Слова, участвующие в создании намеков, отбираются не из горизонтальной дистрибуции означающих, а, образно говоря, из «слоеного» теста языка. «Надкусить» такие слова дефисным письмом или практикой автохтонного словотворчества и вторичного ономатопоэтического этимологизирования — значит запустить механизм вертикального расслоения знака, создающее чисто семантическое различение. Слово должно резонировать по всех этимологических пластах, во всех коннотативных срезах и значащих связях. Захватить внимание читателя — значит овладеть его временем, научиться им управлять. Хайдеггеровское письмо представляет собой работу со скоростью восприятия. Оно создает то привилегированные замедления и прерывы (дефисное письмо), то искусственные ускорения (продуктивная тавтология, анаграмматическое письмо). Более того, Хайдеггер доводит это внутреннее различение до внешнего — до прапоэтического различения смысла и бессмысленного или, вернее, досмыслового. Утонченной интенциональности здесь места не остается. Основание всякого сущего исходно выступает и становится устойчивым лишь на фоне и благодаря ничто.
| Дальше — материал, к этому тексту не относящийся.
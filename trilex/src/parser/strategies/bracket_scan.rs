//! Bracket-scan strategy: the outermost brace span anywhere in the text.

use super::RecoveryStrategy;

/// Strategy that isolates the span from the first `{` to the last `}`.
///
/// This is the loosest isolation: the closing brace is the last one in the
/// whole input, so trailing commentary after the object is tolerated while
/// braces inside it are not split apart.
#[derive(Debug, Clone, Copy, Default)]
pub struct BracketScan;

impl RecoveryStrategy for BracketScan {
    #[inline]
    fn name(&self) -> &'static str {
        "bracket_scan"
    }

    fn isolate<'a>(&self, input: &'a str) -> Option<&'a str> {
        let start = input.find('{')?;
        let end = input.rfind('}')?;
        if start < end {
            Some(&input[start..=end])
        } else {
            None
        }
    }
}

#[cfg(test)]
mod tests {
    use super::*;

    #[test]
    fn test_isolates_span_with_prose_around() {
        let input = "Sure! Here it is: {\"modes\": {\"a\": 1}} hope that helps";
        assert_eq!(
            BracketScan.isolate(input).unwrap(),
            "{\"modes\": {\"a\": 1}}"
        );
    }

    #[test]
    fn test_spans_first_open_to_last_close() {
        let input = "x {\"a\": 1} y {\"b\": 2} z";
        assert_eq!(BracketScan.isolate(input).unwrap(), "{\"a\": 1} y {\"b\": 2}");
    }

    #[test]
    fn test_no_braces_is_none() {
        assert!(BracketScan.isolate("plain text").is_none());
    }

    #[test]
    fn test_reversed_braces_is_none() {
        assert!(BracketScan.isolate("} before {").is_none());
    }
}
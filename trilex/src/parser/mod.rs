//! Response parser: a cascade of recovery strategies over raw model output.
//!
//! Each strategy isolates a candidate JSON span from the raw text; the first
//! span that parses (directly or after repair) into an object carrying a
//! `modes` key wins. When every strategy fails, heuristic section extraction
//! takes over, so parsing as a whole never fails.

mod heuristic;
mod repair;
mod strategies;

use serde_json::Value;
use tracing::debug;

pub use self::heuristic::MODE_SEPARATOR;
pub use self::repair::parse_with_repair;
pub use self::strategies::{BracketScan, FencedBlock, RecoveryStrategy, WholeResponse};

use crate::entry::VocabularyEntry;

/// Parser that turns raw model output into a [`VocabularyEntry`].
///
/// Strategies run in a fixed order from strictest to loosest isolation.
/// The parser is stateless and cheap to construct; [`ResponseParser::default`]
/// carries the standard cascade.
///
/// # Examples
///
/// ```
/// use trilex::ResponseParser;
///
/// let parser = ResponseParser::default();
/// let entry = parser.parse(r#"{"modes": {"professional": {"definition": "x"}}}"#, "word");
/// assert_eq!(entry.professional.definition, "x");
/// ```
#[derive(Debug)]
pub struct ResponseParser {
    strategies: Vec<Box<dyn RecoveryStrategy>>,
}

impl Default for ResponseParser {
    fn default() -> Self {
        Self {
            strategies: vec![
                Box::new(WholeResponse),
                Box::new(FencedBlock),
                Box::new(BracketScan),
            ],
        }
    }
}

impl ResponseParser {
    /// Parses raw model output into an entry for `word`. Never fails.
    pub fn parse(&self, raw: &str, word: &str) -> VocabularyEntry {
        let cleaned = strip_invisibles(raw);

        for strategy in &self.strategies {
            let Some(span) = strategy.isolate(&cleaned) else {
                continue;
            };
            debug!(strategy = strategy.name(), "isolated candidate span");
            let Some(value) = parse_with_repair(span) else {
                debug!(strategy = strategy.name(), "span did not parse, moving on");
                continue;
            };
            if let Some(entry) = accept(&value, word) {
                debug!(strategy = strategy.name(), word, "structured parse succeeded");
                return entry;
            }
            debug!(
                strategy = strategy.name(),
                "parsed value lacks a modes object, moving on"
            );
        }

        debug!(word, "falling back to heuristic section extraction");
        heuristic::extract_entry(&cleaned, word)
    }
}

/// Accepts a parsed value only when it is an object with a `modes` key.
fn accept(value: &Value, word: &str) -> Option<VocabularyEntry> {
    value.as_object()?.get("modes")?;
    Some(VocabularyEntry::from_modes(word, value))
}

/// Removes BOM and zero-width characters that break brace detection.
fn strip_invisibles(raw: &str) -> String {
    raw.chars()
        .filter(|c| !matches!(c, '\u{FEFF}' | '\u{200B}' | '\u{200C}' | '\u{200D}'))
        .collect()
}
Другими словами, ничто является таковым именно в отношении основания. Его адекватным выражением является понятие Ungrund (бездна, безосновность). Я. Беме пишет: «Also ist allen Dingen nachzusinnen, denn alle Dinge urstanden aus einem einigen Wesen, dasselbe ist ein Mysterium aller Wesen und die Offenbarung des Ungrundes im Grund» («Итак, следует продумать всякую вещь, ибо все вещи выступают из некой единой сущности, каковая есть мистерия всех сущностей и откровение безосновности в основании») («De signatura rerum»). Поскольку в немецком языке приставка «un-» выполняет не только привативную, но одновременно и усилительную функцию, безосновность в силу лингвистической превратности обращается во всеосновность. В этой превратности выражается идея эпохального свертывания предельного основания бытия, которое самоустраняется приблизительно так же, как уходит отливная волна, и схлынувший океан (то, что Шеллинг называл «океаном поэзии») обнажает твердую почву, позволяя развернуться основанию каждого сущего в его феноменальной данности. Философ и поэт, находящие между собой общий язык в разговоре о ничто, застают прежде всего не отливы, оголяющие твердую почву под ногами и жесткие остовы вещей, а регулярные приливы, которые ретроактивно воспроизводят силы бытийного поэзиса.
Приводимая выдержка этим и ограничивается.